Task instructions | From the data that follows, report how many lines hold the string "Clone", giving only the number.

Stored entries |
########################################
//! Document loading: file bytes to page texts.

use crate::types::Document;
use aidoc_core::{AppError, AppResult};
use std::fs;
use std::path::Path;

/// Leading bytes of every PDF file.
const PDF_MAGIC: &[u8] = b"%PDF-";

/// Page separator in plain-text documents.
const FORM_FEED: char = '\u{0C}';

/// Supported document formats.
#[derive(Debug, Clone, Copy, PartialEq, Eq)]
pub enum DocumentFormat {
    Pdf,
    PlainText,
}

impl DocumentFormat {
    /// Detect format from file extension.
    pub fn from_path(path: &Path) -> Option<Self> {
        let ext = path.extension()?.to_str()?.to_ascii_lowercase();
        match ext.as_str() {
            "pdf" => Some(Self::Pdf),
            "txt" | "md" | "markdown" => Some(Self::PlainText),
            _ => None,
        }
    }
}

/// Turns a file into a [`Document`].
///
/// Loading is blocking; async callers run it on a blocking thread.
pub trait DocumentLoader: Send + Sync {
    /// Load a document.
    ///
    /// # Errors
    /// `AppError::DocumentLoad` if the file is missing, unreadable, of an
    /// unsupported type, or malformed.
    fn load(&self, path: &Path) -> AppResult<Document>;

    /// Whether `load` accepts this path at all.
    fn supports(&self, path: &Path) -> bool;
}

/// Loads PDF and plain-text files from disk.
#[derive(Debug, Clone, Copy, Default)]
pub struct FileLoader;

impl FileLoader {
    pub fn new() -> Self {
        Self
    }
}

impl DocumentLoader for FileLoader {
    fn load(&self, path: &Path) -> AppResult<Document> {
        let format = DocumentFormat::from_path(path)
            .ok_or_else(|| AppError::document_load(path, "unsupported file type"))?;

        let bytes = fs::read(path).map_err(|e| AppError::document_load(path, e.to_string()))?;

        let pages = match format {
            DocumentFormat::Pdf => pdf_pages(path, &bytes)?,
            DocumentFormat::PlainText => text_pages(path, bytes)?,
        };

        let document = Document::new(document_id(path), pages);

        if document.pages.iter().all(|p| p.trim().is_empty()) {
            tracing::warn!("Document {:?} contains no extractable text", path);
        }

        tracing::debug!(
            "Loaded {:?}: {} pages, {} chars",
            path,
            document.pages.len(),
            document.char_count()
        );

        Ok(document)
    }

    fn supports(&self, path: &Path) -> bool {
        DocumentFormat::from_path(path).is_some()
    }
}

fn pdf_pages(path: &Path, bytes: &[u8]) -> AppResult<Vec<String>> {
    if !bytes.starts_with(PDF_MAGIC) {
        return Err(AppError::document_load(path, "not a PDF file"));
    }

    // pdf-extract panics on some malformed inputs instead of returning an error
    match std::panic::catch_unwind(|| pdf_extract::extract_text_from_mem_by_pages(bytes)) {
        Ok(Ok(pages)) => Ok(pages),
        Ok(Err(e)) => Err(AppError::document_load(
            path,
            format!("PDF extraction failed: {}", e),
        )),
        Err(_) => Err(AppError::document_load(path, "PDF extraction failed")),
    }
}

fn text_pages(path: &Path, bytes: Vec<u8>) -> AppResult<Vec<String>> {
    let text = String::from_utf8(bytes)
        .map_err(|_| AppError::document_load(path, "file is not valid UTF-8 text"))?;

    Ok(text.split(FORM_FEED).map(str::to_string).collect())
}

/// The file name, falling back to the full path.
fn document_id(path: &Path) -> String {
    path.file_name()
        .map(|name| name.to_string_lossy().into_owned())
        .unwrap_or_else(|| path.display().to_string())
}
########################################
Answer section | 2